I suppose this was a necessary exercise and I think I’ve learned a valuable lesson about revising the manuscript, which is that I should probably wait until reaching certain milestones (10k, 25, 50k) before spending any serious time revising and editing. After all, my objective here is to finish the manuscript in 90 days, not have a novel that’s ready to hit the bookshelves the next day.
The good news is that I got back on track in the late afternoon and there have been some really neat developments—some added intrigue, even a death!—and I’m happy to say that I really like the new twist in the the story line. I’m not certain that I’ll reach my 10,000 word goal by tomorrow, but I’m going to try and set some solid objectives and see if I can’t get close.
As I say, onwards and upwards. Tomorrow’s another day—Mother’s Day in the US and Bella’s fifth month birthday—and there are plenty of Marks and Spencer’s iced carrot cupcakes to celebration all of the day’s milestones.
ON THIS DATE BACK IN 1886, Coca-Cola first went on sale at Jacob’s Pharmacy in Atlanta, Georgia. Today, with some 94,000 employees worldwide, The Coca-Cola Company offers more than 400 brands in over 200 countries or territories and serves 1.6 billion servings each day. Books, by sharp contrast, sell at the rate of approximately 15 per second, which calculates into about 1.3 million sales per day.
I’ll be the first to admit that an icy-cold Coke goes down better with a grilled veggie burger or slice of greasy pizza than War and Peace or Wuthering Heights, but I wonder where society’s gone wrong in its attempt to get people—especially young people—to read more. The amount of money that soft drink companies and fast food chains spend to fatten up our kids is obscene. And ask yourself this: when was the last time you saw an advertisement hawking books directed at young people? Probably never, because for all intents and purposes they don’t exist.
Now I’m not trying to suggest that Coca-Cola is to blame for kids not reading. In fact, Coca-Cola pledged about 18 million dollars a few years back to the US Reading is Fundamental (RIF) campaign to encourage literacy in children. Okay, so it was tied into a deal giving Coke a juicy multi-million dollar marketing deal with the Harry Potter film franchise but their efforts did go towards an aggressive campaign aimed at child literacy.

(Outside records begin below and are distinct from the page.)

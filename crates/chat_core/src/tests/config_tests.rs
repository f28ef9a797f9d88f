use super::*;

use std::{
    collections::HashMap,
    env,
    time::{SystemTime, UNIX_EPOCH},
};

#[test]
fn derives_secure_websocket_url_from_https_base() {
    let settings = ClientSettings {
        base_url: "https://chat.example.com/".into(),
        ..ClientSettings::default()
    };
    assert_eq!(
        settings.websocket_url().expect("ws url").as_str(),
        "wss://chat.example.com/connect"
    );
}

#[test]
fn rejects_base_url_without_http_scheme() {
    let settings = ClientSettings {
        base_url: "chat.example.com".into(),
        ..ClientSettings::default()
    };
    assert!(matches!(
        settings.websocket_url(),
        Err(ClientError::Config(_))
    ));
}

#[test]
fn silence_threshold_defaults_to_twice_the_health_interval() {
    let settings = ClientSettings {
        health_check_interval_secs: 20,
        ..ClientSettings::default()
    };
    assert_eq!(settings.silence_threshold(), Duration::from_secs(40));

    let tuned = ClientSettings {
        silence_threshold_secs: Some(5),
        ..settings
    };
    assert_eq!(tuned.silence_threshold(), Duration::from_secs(5));
}

#[test]
fn namespaced_env_vars_win_over_plain_names() {
    let vars: HashMap<&str, &str> = HashMap::from([
        ("CHAT_BASE_URL", "http://plain:1"),
        ("APP__BASE_URL", "http://namespaced:2"),
        ("CHAT_SILENCE_THRESHOLD_SECS", "12"),
        ("CHAT_BACKOFF_MAX_MS", "not-a-number"),
    ]);
    let mut settings = ClientSettings::default();
    apply_env_overrides(&mut settings, |key| vars.get(key).map(|v| v.to_string()));

    assert_eq!(settings.base_url, "http://namespaced:2");
    assert_eq!(settings.silence_threshold_secs, Some(12));
    assert_eq!(settings.backoff_max_ms, ClientSettings::default().backoff_max_ms);
}

#[test]
fn partial_settings_file_keeps_defaults_for_missing_keys() {
    let suffix = SystemTime::now()
        .duration_since(UNIX_EPOCH)
        .expect("clock")
        .as_nanos();
    let path = env::temp_dir().join(format!("chat_client_settings_{suffix}.toml"));
    fs::write(&path, "api_key = \"k1\"\nhealth_check_interval_secs = 15\n").expect("write");

    let settings = load_settings_file(&path).expect("load");
    assert_eq!(settings.api_key, "k1");
    assert_eq!(settings.health_check_interval_secs, 15);
    assert_eq!(settings.backoff_base_ms, 250);

    fs::remove_file(path).expect("cleanup");
}

#[test]
fn missing_settings_file_yields_defaults() {
    let settings =
        load_settings_file(Path::new("/definitely/not/here/chat_client.toml")).expect("defaults");
    assert_eq!(settings, ClientSettings::default());
}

I’ve been giving a good amount of thought over the past couple of days to the question of how we can get our children reading more, but the competition is stiff. Game consoles, computers, the internet and television all vie for our kids’ attention (and their parents money) with massive advertising campaigns and the lure that technology has. Sure my own kids have their Gameboys, PSPs, PlayStations, laptops and iPods, but they also have a decent collection of books—and in two languages covering a variety of genres. But there are kids today that never pick up a book and that’s a shame. I surely don’t have to go into all the benefits reading has but for parents not to do more to get their kids reading is simply beyond comprehension.

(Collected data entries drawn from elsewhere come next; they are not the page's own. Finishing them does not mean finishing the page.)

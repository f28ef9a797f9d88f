use std::sync::Mutex as StdMutex;

use chat_shared::protocol::{
    ChannelSnapshot, Event, EventType, Message, QueryChannelsResponse, SyncResponse, User,
};
use tokio::sync::broadcast;
use url::Url;

use super::*;
use crate::{
    config::ClientSettings,
    connection::ConnectionSettings,
    error::{ClientError, ClientResult},
    store::ChatStore,
    token::{StaticTokenProvider, TokenManager},
    transport::{Connector, SocketHandle},
};

struct OfflineConnector;

#[async_trait]
impl Connector for OfflineConnector {
    async fn connect(&self, _url: Url) -> ClientResult<SocketHandle> {
        Err(ClientError::Transport("offline".to_string()))
    }
}

#[derive(Default)]
struct FakeApi {
    sync_result: StdMutex<Option<ClientResult<SyncResponse>>>,
    snapshots: StdMutex<Vec<ChannelSnapshot>>,
    sync_calls: StdMutex<Vec<SyncRequest>>,
    query_calls: StdMutex<Vec<QueryChannelsRequest>>,
}

impl FakeApi {
    fn answer_sync(&self, result: ClientResult<SyncResponse>) {
        *self.sync_result.lock().expect("sync lock") = Some(result);
    }

    fn sync_calls(&self) -> Vec<SyncRequest> {
        self.sync_calls.lock().expect("sync lock").clone()
    }

    fn query_calls(&self) -> Vec<QueryChannelsRequest> {
        self.query_calls.lock().expect("query lock").clone()
    }
}

#[async_trait]
impl ChatApi for FakeApi {
    async fn sync(&self, request: SyncRequest) -> ClientResult<SyncResponse> {
        self.sync_calls.lock().expect("sync lock").push(request);
        self.sync_result
            .lock()
            .expect("sync lock")
            .take()
            .unwrap_or_else(|| Ok(SyncResponse::default()))
    }

    async fn query_channels(
        &self,
        request: QueryChannelsRequest,
    ) -> ClientResult<QueryChannelsResponse> {
        self.query_calls.lock().expect("query lock").push(request);
        Ok(QueryChannelsResponse {
            channels: self.snapshots.lock().expect("snapshot lock").clone(),
        })
    }
}

struct Fixture {
    api: Arc<FakeApi>,
    dispatcher: Arc<EventDispatcher>,
    coordinator: SyncCoordinator,
    a: Cid,
    b: Cid,
}

impl Fixture {
    fn new() -> Self {
        let store = Arc::new(Mutex::new(ChatStore::new(10)));
        let dispatcher = Arc::new(EventDispatcher::new(store));
        let settings =
            ConnectionSettings::from_client(&ClientSettings::default()).expect("settings");
        let connection = Connection::new(
            settings,
            Arc::new(OfflineConnector),
            Arc::new(TokenManager::new(Arc::new(StaticTokenProvider::new("t")))),
            dispatcher.clone(),
        );
        let api = Arc::new(FakeApi::default());
        let coordinator = SyncCoordinator::new(
            api.clone(),
            dispatcher.clone(),
            connection,
            chrono::Duration::days(30),
        );
        Self {
            api,
            dispatcher,
            coordinator,
            a: Cid::new("messaging", "a"),
            b: Cid::new("messaging", "b"),
        }
    }

    async fn watch_both(&self) {
        let mut store = self.dispatcher.store().lock().await;
        store.watch(ChannelSnapshot::empty(self.a.clone()));
        store.watch(ChannelSnapshot::empty(self.b.clone()));
    }

    async fn record_cursor(&self, at: DateTime<Utc>) {
        self.dispatcher
            .store()
            .lock()
            .await
            .record_sync_cursor(at);
    }

    async fn cursor(&self) -> Option<DateTime<Utc>> {
        self.dispatcher.store().lock().await.sync_cursor()
    }
}

fn message_new(cid: &Cid, id: &str, at: DateTime<Utc>) -> Event {
    let mut message = Message::new(id, at);
    message.user = Some(User::new("bob"));
    Event::new(EventType::MessageNew)
        .at(at)
        .with_cid(cid.clone())
        .with_message(message)
}

fn drain(events: &mut broadcast::Receiver<Event>) -> Vec<EventType> {
    let mut kinds = Vec::new();
    while let Ok(event) = events.try_recv() {
        kinds.push(event.kind);
    }
    kinds
}

#[tokio::test]
async fn empty_channel_list_fails_before_any_request() {
    let fixture = Fixture::new();
    let err = fixture
        .coordinator
        .sync(&[], Some(Utc::now()))
        .await
        .expect_err("empty cids");
    assert!(matches!(err, ClientError::Sync(SyncError::EmptyChannelList)));
    assert!(fixture.api.sync_calls().is_empty());
}

#[tokio::test]
async fn missing_cursor_fails_before_any_request() {
    let fixture = Fixture::new();
    let err = fixture
        .coordinator
        .sync(&[fixture.a.clone()], None)
        .await
        .expect_err("no cursor");
    assert!(matches!(err, ClientError::Sync(SyncError::MissingCursor)));
    assert!(fixture.api.sync_calls().is_empty());
}

#[tokio::test]
async fn recovery_replays_missed_window_in_order() {
    let fixture = Fixture::new();
    fixture.watch_both().await;
    let t0 = Utc::now() - chrono::Duration::minutes(10);
    fixture.record_cursor(t0).await;

    let minute = chrono::Duration::minutes(1);
    fixture.api.answer_sync(Ok(SyncResponse {
        events: vec![
            message_new(&fixture.a, "m1", t0 + minute),
            message_new(&fixture.a, "m2", t0 + minute * 2),
            message_new(&fixture.a, "m3", t0 + minute * 3),
            Event::new(EventType::ChannelHidden)
                .at(t0 + minute * 4)
                .with_cid(fixture.b.clone()),
        ],
        inaccessible_cids: Vec::new(),
    }));
    let mut events = fixture.dispatcher.subscribe_events();

    fixture.coordinator.recover(0).await;

    let calls = fixture.api.sync_calls();
    assert_eq!(calls.len(), 1);
    assert_eq!(calls[0].channel_cids, vec![fixture.a.clone(), fixture.b.clone()]);
    assert_eq!(calls[0].last_sync_at, t0);

    {
        let store = fixture.dispatcher.store().lock().await;
        let a = store.channel(&fixture.a).expect("a watched");
        let ids: Vec<&str> = a.messages().iter().map(|m| m.id.as_str()).collect();
        assert_eq!(ids, vec!["m1", "m2", "m3"]);
        assert!(store.channel(&fixture.b).expect("b watched").is_hidden());
    }
    assert_eq!(fixture.cursor().await, None);
    assert!(fixture.api.query_calls().is_empty());
    assert_eq!(
        drain(&mut events),
        vec![
            EventType::MessageNew,
            EventType::MessageNew,
            EventType::MessageNew,
            EventType::ChannelHidden,
            EventType::ConnectionRecovered,
        ]
    );
}

#[tokio::test]
async fn gap_beyond_limit_requeries_instead_of_syncing() {
    let fixture = Fixture::new();
    fixture.watch_both().await;
    fixture
        .record_cursor(Utc::now() - chrono::Duration::days(45))
        .await;
    let mut snapshot = ChannelSnapshot::empty(fixture.a.clone());
    snapshot.messages = vec![Message::new("fresh", Utc::now())];
    fixture.api.snapshots.lock().expect("snapshot lock").push(snapshot);

    let path = fixture.coordinator.recover_watched().await.expect("recover");
    assert_eq!(path, RecoveryPath::Requery);
    assert!(fixture.api.sync_calls().is_empty());

    let queries = fixture.api.query_calls();
    assert_eq!(queries.len(), 1);
    assert_eq!(
        queries[0].filter_conditions,
        json!({"cid": {"$in": ["messaging:a", "messaging:b"]}})
    );
    assert!(queries[0].watch && queries[0].state && queries[0].presence);

    let store = fixture.dispatcher.store().lock().await;
    let a = store.channel(&fixture.a).expect("a watched");
    assert_eq!(a.messages().len(), 1);
    assert!(a.is_up_to_date());
}

#[tokio::test]
async fn first_connect_without_cursor_requeries() {
    let fixture = Fixture::new();
    fixture.watch_both().await;
    let path = fixture.coordinator.recover_watched().await.expect("recover");
    assert_eq!(path, RecoveryPath::Requery);
    assert!(fixture.api.sync_calls().is_empty());
}

#[tokio::test]
async fn failed_sync_falls_back_to_requery() {
    let fixture = Fixture::new();
    fixture.watch_both().await;
    fixture
        .record_cursor(Utc::now() - chrono::Duration::minutes(5))
        .await;
    fixture
        .api
        .answer_sync(Err(ClientError::Transport("reset".to_string())));

    let path = fixture.coordinator.recover_watched().await.expect("recover");
    assert_eq!(path, RecoveryPath::Requery);
    assert_eq!(fixture.api.sync_calls().len(), 1);
    assert_eq!(fixture.api.query_calls().len(), 1);
}

#[tokio::test]
async fn nothing_watched_skips_requests_but_still_signals_recovery() {
    let fixture = Fixture::new();
    let mut events = fixture.dispatcher.subscribe_events();
    fixture.coordinator.recover(0).await;
    assert!(fixture.api.sync_calls().is_empty());
    assert!(fixture.api.query_calls().is_empty());
    assert_eq!(drain(&mut events), vec![EventType::ConnectionRecovered]);
}

#[tokio::test]
async fn superseded_generation_applies_events_without_side_effects() {
    let fixture = Fixture::new();
    fixture.watch_both().await;
    let t0 = Utc::now() - chrono::Duration::minutes(2);
    fixture.record_cursor(t0).await;
    fixture.api.answer_sync(Ok(SyncResponse {
        events: vec![message_new(&fixture.a, "m1", t0)],
        inaccessible_cids: Vec::new(),
    }));
    let mut events = fixture.dispatcher.subscribe_events();

    fixture.coordinator.recover(7).await;

    assert_eq!(drain(&mut events), vec![EventType::MessageNew]);
    assert_eq!(fixture.cursor().await, Some(t0));
}

#[tokio::test]
async fn inaccessible_channels_are_dropped() {
    let fixture = Fixture::new();
    fixture.watch_both().await;
    fixture.api.answer_sync(Ok(SyncResponse {
        events: Vec::new(),
        inaccessible_cids: vec![fixture.b.clone()],
    }));

    let report = fixture
        .coordinator
        .sync(
            &[fixture.a.clone(), fixture.b.clone()],
            Some(Utc::now()),
        )
        .await
        .expect("sync");
    assert_eq!(report.received, 0);
    assert_eq!(report.inaccessible, vec![fixture.b.clone()]);

    let store = fixture.dispatcher.store().lock().await;
    assert!(store.is_watching(&fixture.a));
    assert!(!store.is_watching(&fixture.b));
}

Today I’ve been thinking about whether or not my novel, “Smithdown Road,” will ever be published. What I am pretty certain of is that my children will eventually read it. Maybe yours will too. And while reading may not be as exciting to some kids as, say the latest version of Grand Theft Auto for the PSP, surely parents could add in a few more books to their household entertainment budget. Maybe they could even have designated reading times throughout the week (at least during the times when all these devices are recharging!).
At lunch today I drank my first Coke in about a month—one of these new 150ml mini cans (about one gulp and three and half swallows)—while eating a veggie burger and fries while reading the election results in the newspaper. So in some ways things do go better with Coke. But for me, books are “the real thing” and here’s hoping that we can find new ways to get kids reading more. Maybe the solution is out there in some new technology, or in cyberspace. But until book publishers smell the coffee and get with the program and launch more aggressive marketing campaigns aimed at young readers, I’m afraid that literacy is doomed. And so are, though I dread saying it, books as we know them today.

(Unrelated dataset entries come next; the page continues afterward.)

use chat_shared::error::ApiError;
use thiserror::Error;

#[derive(Debug, Clone, PartialEq, Eq, Error)]
pub enum SyncError {
    #[error("sync requires at least one channel cid")]
    EmptyChannelList,
    #[error("sync requires a last_sync_at cursor")]
    MissingCursor,
}

#[derive(Debug, Clone, Error)]
pub enum ClientError {
    #[error("transport error: {0}")]
    Transport(String),
    #[error("protocol error: {0}")]
    Protocol(String),
    #[error("authentication failed ({code}): {message}")]
    Auth {
        code: i32,
        message: String,
        token_expired: bool,
        retryable: bool,
    },
    #[error(transparent)]
    Sync(#[from] SyncError),
    #[error("api error {code} (status {status:?}): {message}")]
    Api {
        status: Option<u16>,
        code: i32,
        message: String,
        retryable: bool,
    },
    #[error("timed out after {0:?}")]
    Timeout(std::time::Duration),
    #[error("connection closed by caller")]
    Disconnected,
    #[error("connection attempt superseded by a newer generation")]
    Superseded,
    #[error("invalid configuration: {0}")]
    Config(String),
}

pub type ClientResult<T> = Result<T, ClientError>;

impl ClientError {
    /// Whether the reconnect loop may retry after this failure without
    /// caller intervention.
    pub fn is_retryable(&self) -> bool {
        match self {
            Self::Transport(_) | Self::Protocol(_) | Self::Timeout(_) => true,
            Self::Auth { retryable, .. } => *retryable,
            Self::Api { retryable, .. } => *retryable,
            Self::Sync(_) | Self::Disconnected | Self::Superseded | Self::Config(_) => false,
        }
    }

    pub fn is_token_expired(&self) -> bool {
        matches!(
            self,
            Self::Auth {
                token_expired: true,
                ..
            }
        )
    }
}

impl From<ApiError> for ClientError {
    fn from(value: ApiError) -> Self {
        if value.is_auth_failure() {
            Self::Auth {
                code: value.code,
                token_expired: value.is_token_expired(),
                retryable: value.is_retryable(),
                message: value.message,
            }
        } else {
            Self::Api {
                status: value.status_code,
                code: value.code,
                retryable: value.is_retryable(),
                message: value.message,
            }
        }
    }
}

impl From<tokio_tungstenite::tungstenite::Error> for ClientError {
    fn from(value: tokio_tungstenite::tungstenite::Error) -> Self {
        use tokio_tungstenite::tungstenite::Error as WsError;
        match value {
            WsError::Http(response) if response.status().as_u16() == 401 => Self::Auth {
                code: 3,
                message: "websocket handshake rejected credential".to_string(),
                token_expired: false,
                retryable: false,
            },
            other => Self::Transport(other.to_string()),
        }
    }
}

impl From<reqwest::Error> for ClientError {
    fn from(value: reqwest::Error) -> Self {
        if value.is_timeout() {
            return Self::Transport(format!("request timed out: {value}"));
        }
        Self::Transport(value.to_string())
    }
}

impl From<serde_json::Error> for ClientError {
    fn from(value: serde_json::Error) -> Self {
        Self::Protocol(value.to_string())
    }
}

#[cfg(test)]
mod tests {
    use super::*;
    use chat_shared::error::TOKEN_EXPIRED;

    #[test]
    fn expired_token_maps_to_refreshable_auth_error() {
        let err = ClientError::from(ApiError::new(TOKEN_EXPIRED, "expired").with_status(401));
        assert!(err.is_token_expired());
        // Recovery goes through a refresh, not a blind retry.
        assert!(!err.is_retryable());
    }

    #[test]
    fn invalid_signature_is_terminal() {
        let err = ClientError::from(ApiError::new(43, "bad signature").with_status(401));
        assert!(matches!(err, ClientError::Auth { .. }));
        assert!(!err.is_retryable());
    }

    #[test]
    fn sync_errors_are_never_retried() {
        let err = ClientError::from(SyncError::EmptyChannelList);
        assert!(!err.is_retryable());
        assert_eq!(err.to_string(), "sync requires at least one channel cid");
    }
}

Finally, after two days with varying Pomodoro use, I’m back using the 25-minute timed sessions which is working very well. Another thousand words today brings me another step closer to Sunday’s projected 10,000 word mark and the end of chapter one. It may be another month or more before I drink my next Coke, but by then I’ll have hit the 20,000 word mark and it might be time for a sip or two of champagne. Happy birthday Coca-Cola. Here’s to “making it real.”
I’M NOT ONE OF IGNACIO ZARAGOZA’S ZAPPADORES. At least I wasn’t the last time looked.
Not to be confused with Mexican Independence Day, which, by the way, is September 16th, Cinco de Mayo commemorates the Mexican army’s unlikely victory over French forces at the Battle of Puebla on May 5, 1862, under the leadership of General Ignacio Zaragoza Seguín.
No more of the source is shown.